Буянов был в курсе почти всех фактов, упомянутых Петром Максимовичем, но выслушав доклад и.о. генерального, еще раз убедился в том, в какой непростой ситуации находится фирма. Он молчал, обдумывая услышанное. А речь в докладе Диденко шла о том, что «Канопус» был вынужден распродать немалую часть активов, сократить в общей сложности более тысячи работников, урезать заработную плату оставшимся вплоть до сотрудников высшего звена. Все эти действия были направлены на то, чтобы выплатить истцу необходимую по суду компенсацию и уберечь фирму от банкротства. Глеб, медленно взвешивал в голове все «за» и «против». В переговорной повисла тяжелая пауза, нарушаемая лишь неловкими покашливаниями, шепотом и звуками вибрирующих мобильников.

Буянов наконец одобрительно закивал головой:

- Вы поступили совершенно правильно, Петр Максимович. Это действительно были необходимые меры. Жаль конечно объекты в Тюменской области, они всегда приносили нам немалый доход, но что поделаешь... А вот полигоны в Красноярске и так были убыточны. Мне потом нужен будет финансовый отчет и итоги, чем мы располагаем, готовы ли к судебным выплатам.

Сначала в глазах Петра Максимовича промелькнуло изумление, затем он закивал, приободрился, и вообще, после слов Буянова обстановка за столом ощутимо разрядилась. Люди облегченно вздохнули, многие с благодарностью посмотрели на Глеба. Никто из присутствующих не хотел стать свидетелем противостояния двух титанов «Канопуса», а их пусть и не долговечный союз обеспечивал всем возможный благоприятный выход из ситуации, и как следствие, сохранение рабочих мест.

- Я думаю, что каждый из присутствующих здесь должен быть благодарен вам за вовремя принятые, правильные решения. После трагической кончины шефа и моего тяжелого состояния вы не остались в стороне, не наблюдали пассивно, как компания погружается в ситуацию, из которой один выход-банкротство, - Глеб решил довести до конца дипломатический порыв, и теперь с признательностью обращался к Диденко.

Через несколько дней, уже в более тесной обстановке в кабинете Глеба, они с Диденко обсуждали дальнейшие действия по спасению фирмы.

- Сейчас мы располагаем суммой, способной погасить судебный иск от итальянцев, ну а потом будем решать проблемы по мере их поступления , - деловито сообщал Петр Максимович, сверяясь с последними данными департамента финансов.

- Это хорошо, что есть хоть какая-то финансовая подушка, - кивнул Глеб и пригласил Диденко к небольшому, импровизированному фуршету, организованному тут же на столе.
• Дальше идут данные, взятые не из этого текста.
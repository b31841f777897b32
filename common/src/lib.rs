//! # Synack Common
//!
//! Types shared between the engine and its front-ends: the runtime [`config`],
//! the packet model and target filter in [`network`], and the terminal
//! [`record`]s handed to output writers.

pub mod config;
pub mod network;
pub mod record;
//! # Connection State Table
//!
//! One [`Handshake`] per in-flight probe, keyed by [`ScanIdentity`]. The map
//! is split across independently locked shards; all reads and writes for a
//! given identity go through a [`StateEntry`] guard, so verification and the
//! mutation that follows it are a single atomic step.

use std::collections::HashMap;
use std::hash::{BuildHasher, RandomState};
use std::sync::{Mutex, MutexGuard, PoisonError};
use std::time::Instant;

use synack_common::network::packet::{ExpectedResponse, PacketMetadata, ScanIdentity};
use tracing::trace;

#[derive(Debug, Clone, Copy, PartialEq, Eq, Hash)]
pub enum ScanState {
    AwaitingVerification,
    AwaitingData,
}

#[derive(Debug, Clone)]
pub struct Handshake {
    pub identity: ScanIdentity,
    /// Our initial sequence number.
    pub isn: u32,
    /// Bytes of probe data sent after the handshake.
    pub sent_len: u32,
    /// Next sequence number expected from the remote, once its SYN is seen.
    pub remote_next: Option<u32>,
    pub state: ScanState,
    pub expected: ExpectedResponse,
    pub retries: u32,
    pub created_at: Instant,
    pub updated_at: Instant,
}

impl Handshake {
    pub fn new(identity: ScanIdentity, isn: u32) -> Self {
        let now = Instant::now();
        Self {
            identity,
            isn,
            sent_len: 0,
            remote_next: None,
            state: ScanState::AwaitingVerification,
            expected: ExpectedResponse::SynAck,
            retries: 0,
            created_at: now,
            updated_at: now,
        }
    }

    /// Whether `packet` is a plausible response to this handshake.
    pub fn verifies(&self, packet: &PacketMetadata) -> bool {
        if packet.identity() != self.identity {
            return false;
        }
        let flags = packet.flags;
        let first = self.isn.wrapping_add(1);

        if flags.syn && flags.ack {
            return packet.ack == first;
        }
        if flags.rst && !flags.ack {
            return self.remote_next == Some(packet.seq);
        }

        let acked = packet.ack.wrapping_sub(first);
        if acked > self.sent_len {
            return false;
        }
        match self.remote_next {
            Some(next) => packet.seq == next,
            None => true,
        }
    }

    /// A placeholder packet used to report this handshake when it never finished.
    pub fn to_packet(&self) -> PacketMetadata {
        let mut packet = PacketMetadata::awaiting(self.identity);
        packet.expected = self.expected;
        packet.counter = self.retries;
        packet
    }
}

/// Exclusive access to one identity's slot in the table.
pub struct StateEntry<'a> {
    identity: ScanIdentity,
    shard: MutexGuard<'a, HashMap<ScanIdentity, Handshake>>,
}

impl StateEntry<'_> {
    pub fn get(&self) -> Option<&Handshake> {
        self.shard.get(&self.identity)
    }

    pub fn verify(&self, packet: &PacketMetadata) -> bool {
        self.get().is_some_and(|handshake| handshake.verifies(packet))
    }

    /// Inserts or refreshes the handshake from an observed packet.
    pub fn update(&mut self, packet: &PacketMetadata) {
        let identity = self.identity;
        let handshake = self
            .shard
            .entry(identity)
            .or_insert_with(|| Handshake::new(identity, packet.ack.wrapping_sub(1)));

        if packet.flags.syn && packet.flags.ack {
            handshake.remote_next = Some(packet.seq.wrapping_add(1));
        }
        handshake.expected = packet.expected;
        if packet.expected == ExpectedResponse::Data {
            handshake.state = ScanState::AwaitingData;
        }
        handshake.retries = handshake.retries.max(packet.counter);
        handshake.updated_at = Instant::now();
        trace!("Updated state for {identity}: {:?}", handshake.state);
    }

    pub fn remove(&mut self) -> Option<Handshake> {
        self.shard.remove(&self.identity)
    }

    /// Consumes one retry. Returns the new count, or `None` when absent.
    pub fn retry(&mut self) -> Option<u32> {
        let handshake = self.shard.get_mut(&self.identity)?;
        handshake.retries = handshake.retries.saturating_add(1);
        handshake.updated_at = Instant::now();
        Some(handshake.retries)
    }

    pub fn record_probe(&mut self, sent_len: u32) -> bool {
        match self.shard.get_mut(&self.identity) {
            Some(handshake) => {
                handshake.sent_len = sent_len;
                handshake.updated_at = Instant::now();
                true
            }
            None => false,
        }
    }
}

pub struct StateTable {
    shards: Vec<Mutex<HashMap<ScanIdentity, Handshake>>>,
    hasher: RandomState,
}

impl StateTable {
    pub fn new(shards: usize) -> Self {
        let count = shards.max(1);
        Self {
            shards: (0..count).map(|_| Mutex::new(HashMap::new())).collect(),
            hasher: RandomState::new(),
        }
    }

    pub fn lock(&self, identity: ScanIdentity) -> StateEntry<'_> {
        let index = (self.hasher.hash_one(identity) % self.shards.len() as u64) as usize;
        let shard = self.shards[index].lock().unwrap_or_else(PoisonError::into_inner);
        StateEntry { identity, shard }
    }

    pub fn register(&self, handshake: Handshake) {
        let identity = handshake.identity;
        let mut entry = self.lock(identity);
        entry.shard.insert(identity, handshake);
    }

    pub fn verify_scanning_ip(&self, packet: &PacketMetadata) -> bool {
        self.lock(packet.identity()).verify(packet)
    }

    pub fn update(&self, packet: &PacketMetadata) {
        self.lock(packet.identity()).update(packet);
    }

    pub fn remove(&self, identity: ScanIdentity) -> Option<Handshake> {
        self.lock(identity).remove()
    }

    pub fn record_probe(&self, identity: ScanIdentity, sent_len: u32) -> bool {
        self.lock(identity).record_probe(sent_len)
    }

    pub fn contains(&self, identity: ScanIdentity) -> bool {
        self.lock(identity).get().is_some()
    }

    pub fn get(&self, identity: ScanIdentity) -> Option<Handshake> {
        self.lock(identity).get().cloned()
    }

    pub fn len(&self) -> usize {
        self.shards
            .iter()
            .map(|shard| shard.lock().unwrap_or_else(PoisonError::into_inner).len())
            .sum()
    }

    pub fn is_empty(&self) -> bool {
        self.len() == 0
    }

    /// Removes and returns every remaining handshake.
    pub fn drain(&self) -> Vec<Handshake> {
        self.shards
            .iter()
            .flat_map(|shard| {
                let mut map = shard.lock().unwrap_or_else(PoisonError::into_inner);
                map.drain().map(|(_, handshake)| handshake).collect::<Vec<_>>()
            })
            .collect()
    }
}

// ╔════════════════════════════════════════════╗
// ║ ████████╗███████╗███████╗████████╗███████╗ ║
// ║ ╚══██╔══╝██╔════╝██╔════╝╚══██╔══╝██╔════╝ ║
// ║    ██║   █████╗  ███████╗   ██║   ███████╗ ║
// ║    ██║   ██╔══╝  ╚════██║   ██║   ╚════██║ ║
// ║    ██║   ███████╗███████║   ██║   ███████║ ║
// ║    ╚═╝   ╚══════╝╚══════╝   ╚═╝   ╚══════╝ ║
// ╚════════════════════════════════════════════╝

#[cfg(test)]
mod tests {
    use super::*;
    use std::net::{IpAddr, Ipv4Addr};
    use std::sync::Arc;
    use synack_common::network::packet::TcpFlags;

    const ISN: u32 = 1_000;

    fn identity() -> ScanIdentity {
        ScanIdentity {
            remote_addr: IpAddr::V4(Ipv4Addr::new(198, 51, 100, 10)),
            remote_port: 80,
            local_addr: IpAddr::V4(Ipv4Addr::new(192, 0, 2, 1)),
            local_port: 40_000,
        }
    }

    fn response(flags: u8, seq: u32, ack: u32) -> PacketMetadata {
        PacketMetadata::awaiting(identity())
            .with_flags(flags)
            .with_sequence(seq, ack)
    }

    fn table_with_handshake() -> StateTable {
        let table = StateTable::new(4);
        table.register(Handshake::new(identity(), ISN));
        table
    }

    #[test]
    fn synack_must_acknowledge_isn() {
        let table = table_with_handshake();
        assert!(table.verify_scanning_ip(&response(TcpFlags::SYN | TcpFlags::ACK, 5_000, ISN + 1)));
        assert!(!table.verify_scanning_ip(&response(TcpFlags::SYN | TcpFlags::ACK, 5_000, ISN + 2)));
    }

    #[test]
    fn unknown_identity_never_verifies() {
        let table = StateTable::new(4);
        assert!(!table.verify_scanning_ip(&response(TcpFlags::SYN | TcpFlags::ACK, 5_000, ISN + 1)));
    }

    #[test]
    fn verification_does_not_mutate() {
        let table = table_with_handshake();
        let before = table.get(identity()).unwrap();
        table.verify_scanning_ip(&response(TcpFlags::ACK, 5_001, ISN + 1));
        let after = table.get(identity()).unwrap();
        assert_eq!(before.retries, after.retries);
        assert_eq!(before.remote_next, after.remote_next);
        assert_eq!(before.updated_at, after.updated_at);
    }

    #[test]
    fn synack_update_learns_remote_sequence() {
        let table = table_with_handshake();
        let mut synack = response(TcpFlags::SYN | TcpFlags::ACK, 5_000, ISN + 1);
        synack.update_response(ExpectedResponse::Ack);
        table.update(&synack);

        let handshake = table.get(identity()).unwrap();
        assert_eq!(handshake.remote_next, Some(5_001));
        assert_eq!(handshake.expected, ExpectedResponse::Ack);

        assert!(table.verify_scanning_ip(&response(TcpFlags::ACK, 5_001, ISN + 1)));
        assert!(!table.verify_scanning_ip(&response(TcpFlags::ACK, 9_999, ISN + 1)));
    }

    #[test]
    fn bare_rst_needs_known_remote_sequence() {
        let table = table_with_handshake();
        assert!(!table.verify_scanning_ip(&response(TcpFlags::RST, 5_001, 0)));

        table.update(&response(TcpFlags::SYN | TcpFlags::ACK, 5_000, ISN + 1));
        assert!(table.verify_scanning_ip(&response(TcpFlags::RST, 5_001, 0)));
    }

    #[test]
    fn ack_window_covers_sent_probe() {
        let table = table_with_handshake();
        table.update(&response(TcpFlags::SYN | TcpFlags::ACK, 5_000, ISN + 1));
        assert!(table.record_probe(identity(), 18));

        assert!(table.verify_scanning_ip(&response(TcpFlags::ACK, 5_001, ISN + 1 + 18)));
        assert!(!table.verify_scanning_ip(&response(TcpFlags::ACK, 5_001, ISN + 1 + 19)));
        assert!(!table.verify_scanning_ip(&response(TcpFlags::ACK, 5_001, ISN)));
    }

    #[test]
    fn ack_window_wraps_around_sequence_space() {
        let table = StateTable::new(1);
        table.register(Handshake::new(identity(), u32::MAX));
        assert!(table.verify_scanning_ip(&response(TcpFlags::SYN | TcpFlags::ACK, 1, 0)));
    }

    #[test]
    fn update_inserts_missing_entry() {
        let table = StateTable::new(2);
        let mut packet = response(TcpFlags::ACK, 5_001, ISN + 1);
        packet.update_response(ExpectedResponse::Data);
        packet.counter = 2;
        table.update(&packet);

        let handshake = table.get(identity()).unwrap();
        assert_eq!(handshake.isn, ISN);
        assert_eq!(handshake.state, ScanState::AwaitingData);
        assert_eq!(handshake.retries, 2);
    }

    #[test]
    fn remove_is_idempotent() {
        let table = table_with_handshake();
        assert!(table.remove(identity()).is_some());
        assert!(table.remove(identity()).is_none());
        assert!(table.is_empty());
    }

    #[test]
    fn retry_counts_only_present_entries() {
        let table = table_with_handshake();
        assert_eq!(table.lock(identity()).retry(), Some(1));
        assert_eq!(table.lock(identity()).retry(), Some(2));
        table.remove(identity());
        assert_eq!(table.lock(identity()).retry(), None);
    }

    #[test]
    fn drain_empties_every_shard() {
        let table = StateTable::new(8);
        for port in 0..32u16 {
            let mut id = identity();
            id.local_port = 40_000 + port;
            table.register(Handshake::new(id, ISN));
        }
        assert_eq!(table.len(), 32);
        assert_eq!(table.drain().len(), 32);
        assert!(table.is_empty());
    }

    #[test]
    fn same_key_updates_are_serialized() {
        let table = Arc::new(table_with_handshake());
        let handles: Vec<_> = (0..8)
            .map(|_| {
                let table = Arc::clone(&table);
                std::thread::spawn(move || {
                    for _ in 0..250 {
                        table.lock(identity()).retry();
                    }
                })
            })
            .collect();
        for handle in handles {
            handle.join().unwrap();
        }
        assert_eq!(table.get(identity()).unwrap().retries, 2_000);
    }
}
use std::net::SocketAddr;
use std::sync::Arc;
use std::time::Duration;

use pnet::ipnetwork::IpNetwork;
use synack_common::config::ShutdownPolicy;
use synack_common::network::filter::TargetFilter;
use synack_common::network::packet::{ScanIdentity, TcpFlags};
use synack_common::record::{CloseReason, Outcome};
use synack_core::network::capture::parse_frame;
use synack_core::network::PacketWriter;
use synack_core::prober::{LinkConfig, ProbeConfig, ProbePayload, ProbeStatus, Prober};
use tokio::sync::mpsc;

use crate::util::{self, RecordingWriter, Rig, LOCAL, REMOTE_SEQ, RETRY_INTERVAL};

const ISN: u32 = 9_000;
const SHORT: Duration = Duration::from_millis(50);

fn link() -> LinkConfig {
    LinkConfig {
        src_mac: util::local_mac(),
        gateway_mac: util::remote_mac(),
        local_v4: Some(LOCAL),
        local_v6: None,
    }
}

fn prober_for(rig: &Rig, filter: TargetFilter, payload: ProbePayload) -> Arc<Prober> {
    let writer: Arc<dyn PacketWriter> = rig.wire.clone();
    Arc::new(Prober::new(
        rig.table.clone(),
        Arc::new(filter),
        writer,
        rig.timeouts.clone(),
        ProbeConfig {
            link: link(),
            ports: 40_000..=40_099,
            payload,
        },
    ))
}

#[tokio::test(start_paused = true)]
async fn full_handshake_ends_in_one_data_record() {
    let cfg = util::config(2, ShutdownPolicy::Flush);
    let (followup_tx, followup_rx) = mpsc::channel(16);
    let mut rig = Rig::start_with_followup(&cfg, RecordingWriter::default(), Some(followup_tx));
    let prober = prober_for(&rig, TargetFilter::empty(), ProbePayload::Http);
    tokio::spawn(prober.clone().run_followups(followup_rx));

    let target: SocketAddr = "198.51.100.50:80".parse().unwrap();
    assert_eq!(prober.probe(target).await.unwrap(), ProbeStatus::Sent);

    let syn = parse_frame(&rig.wire.frames()[0]).unwrap();
    assert!(syn.flags.syn);
    let id = ScanIdentity {
        remote_addr: syn.dst_addr,
        remote_port: syn.dst_port,
        local_addr: syn.src_addr,
        local_port: syn.src_port,
    };

    rig.send(util::synack(id, syn.seq)).await;
    util::settle().await;

    let followup = parse_frame(&rig.wire.frames()[1]).unwrap();
    assert!(followup.flags.ack && followup.flags.psh);
    assert_eq!(followup.ack, REMOTE_SEQ + 1);
    let sent = followup.payload.len() as u32;
    assert_eq!(rig.table.get(id).unwrap().sent_len, sent);

    let reply = util::inbound(id, TcpFlags::ACK | TcpFlags::PSH, REMOTE_SEQ + 1, syn.seq.wrapping_add(1 + sent))
        .with_payload(b"HTTP/1.1 404 Not Found\r\n\r\n".to_vec());
    rig.send(reply.clone()).await;

    let record = rig.next_record(SHORT).await.unwrap();
    assert_eq!(record.outcome, Outcome::Data { fingerprint: "http".to_string() });
    assert_eq!(rig.handle.in_flight(), 0);

    // A retransmitted reply no longer matches any state and is never reported.
    rig.send(reply).await;
    assert!(rig.next_record(RETRY_INTERVAL * 6).await.is_none());

    let report = rig.handle.shutdown().await.unwrap();
    assert_eq!(report.flushed, 0);
}

#[tokio::test(start_paused = true)]
async fn silent_target_expires_once_retries_run_out() {
    let cfg = util::config(1, ShutdownPolicy::Flush);
    let mut rig = Rig::start(&cfg, RecordingWriter::default());
    let prober = prober_for(&rig, TargetFilter::empty(), ProbePayload::Wait);

    prober.probe("198.51.100.51:443".parse().unwrap()).await.unwrap();
    assert_eq!(rig.handle.in_flight(), 1);

    assert!(rig.next_record(RETRY_INTERVAL).await.is_none());
    let record = rig.next_record(RETRY_INTERVAL * 4).await.unwrap();
    assert_eq!(record.outcome, Outcome::Expired);
    assert_eq!(record.packet.counter, 2);
    assert_eq!(rig.handle.in_flight(), 0);
}

#[tokio::test(start_paused = true)]
async fn blocked_targets_never_reach_the_wire() {
    let rig = Rig::start(&util::config(1, ShutdownPolicy::Flush), RecordingWriter::default());
    let mut filter = TargetFilter::empty();
    filter.insert("198.51.100.0/24".parse::<IpNetwork>().unwrap());
    let prober = prober_for(&rig, filter, ProbePayload::Wait);

    let status = prober.probe("198.51.100.52:80".parse().unwrap()).await.unwrap();
    assert_eq!(status, ProbeStatus::Blocked);
    assert!(rig.wire.is_empty());
    assert_eq!(rig.handle.in_flight(), 0);
}

#[tokio::test(start_paused = true)]
async fn reset_failures_do_not_stop_the_engine() {
    let mut rig = Rig::start(&util::config(1, ShutdownPolicy::Flush), RecordingWriter::failing());
    let first = util::identity(60, 21);
    let second = util::identity(61, 21);
    rig.register(first, ISN);
    rig.register(second, ISN);

    rig.send(util::inbound(first, TcpFlags::FIN | TcpFlags::ACK, REMOTE_SEQ, ISN + 1)).await;
    rig.send(util::inbound(second, TcpFlags::FIN | TcpFlags::ACK, REMOTE_SEQ, ISN + 1)).await;

    for _ in 0..2 {
        let record = rig.next_record(SHORT).await.unwrap();
        assert_eq!(record.outcome, Outcome::Closed(CloseReason::Fin));
    }

    let report = rig.handle.shutdown().await.unwrap();
    assert_eq!(report.resets.failed, 2);
    assert_eq!(report.resets.sent, 0);
}

#[tokio::test(start_paused = true)]
async fn shutdown_flush_reports_every_open_handshake() {
    let rig = Rig::start(&util::config(5, ShutdownPolicy::Flush), RecordingWriter::default());
    for octet in 70..75 {
        rig.register(util::identity(octet, 80), ISN);
    }

    let Rig { handle, mut records, .. } = rig;
    let report = handle.shutdown().await.unwrap();
    assert_eq!(report.flushed, 5);

    let mut incomplete = 0;
    while let Some(record) = records.recv().await {
        assert_eq!(record.outcome, Outcome::Incomplete);
        incomplete += 1;
    }
    assert_eq!(incomplete, 5);
}

#[tokio::test(start_paused = true)]
async fn shutdown_drop_discards_open_handshakes() {
    let rig = Rig::start(&util::config(5, ShutdownPolicy::Drop), RecordingWriter::default());
    rig.register(util::identity(80, 80), ISN);
    rig.register(util::identity(81, 80), ISN);

    let Rig { handle, mut records, table, .. } = rig;
    let report = handle.shutdown().await.unwrap();
    assert_eq!(report.dropped, 2);
    assert!(table.is_empty());
    assert!(records.recv().await.is_none());
}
Петр Максимович плеснул себе немного горячительного и выжидающе посмотрел на Буянова, тот покачал головой:

- Я бы с удовольствием, но пока воздержусь, принимаю таблетки.

Диденко взял в руку фужер, понимающе кивнул, задумчиво отвел взгляд, собираясь с мыслями, потом посмотрев Глебу в глаза, сказал:

- Не время сейчас разборки устраивать, нужно сплотиться и решить проблемы, которых у нас немало. Спасибо, что поддержал меня на совещании.... Ну что ж, за твое назначение Генеральным, - он кивнул на приказ, лежащий на столе у Буянова,- ты мне одно скажи: как поступим с Борчанском?

Стакан с водой с руке Глеба чуть затрясся, он поспешно поставил его на стол и глухо заметил:

- Петр Максимович, забудь о Борчанске, забудь как страшный сон... я же тебя вот по какому поводу позвал: как ты смотришь на то, чтобы пересмотреть основной профиль компании?

Диденко замер, непонимающе уставившись на Глеба:

- В каком смысле пересмотреть профиль? Предлагаешь кардинально сменить направление деятельности?

- Да нет же.... у нас основной профиль это хранение и переработка бытовых и промышленных отходов, так?

- Ну...

- А я предлагаю сделать акцент не на хранении, а на переработке, да это затратнее, чем строить огромные мусорные полигоны, но ведь и они со временем истощают свои ресурсы, тогда приходится опять выкупать землю и строить новые ... Может хватит уже? Ведь процесс переработки мусора можно оптимизировать. И потом, зачем изобретать велосипед, когда есть опыт европейских коллег? Ну что ты уставился на меня, будто я несу какой-то бред...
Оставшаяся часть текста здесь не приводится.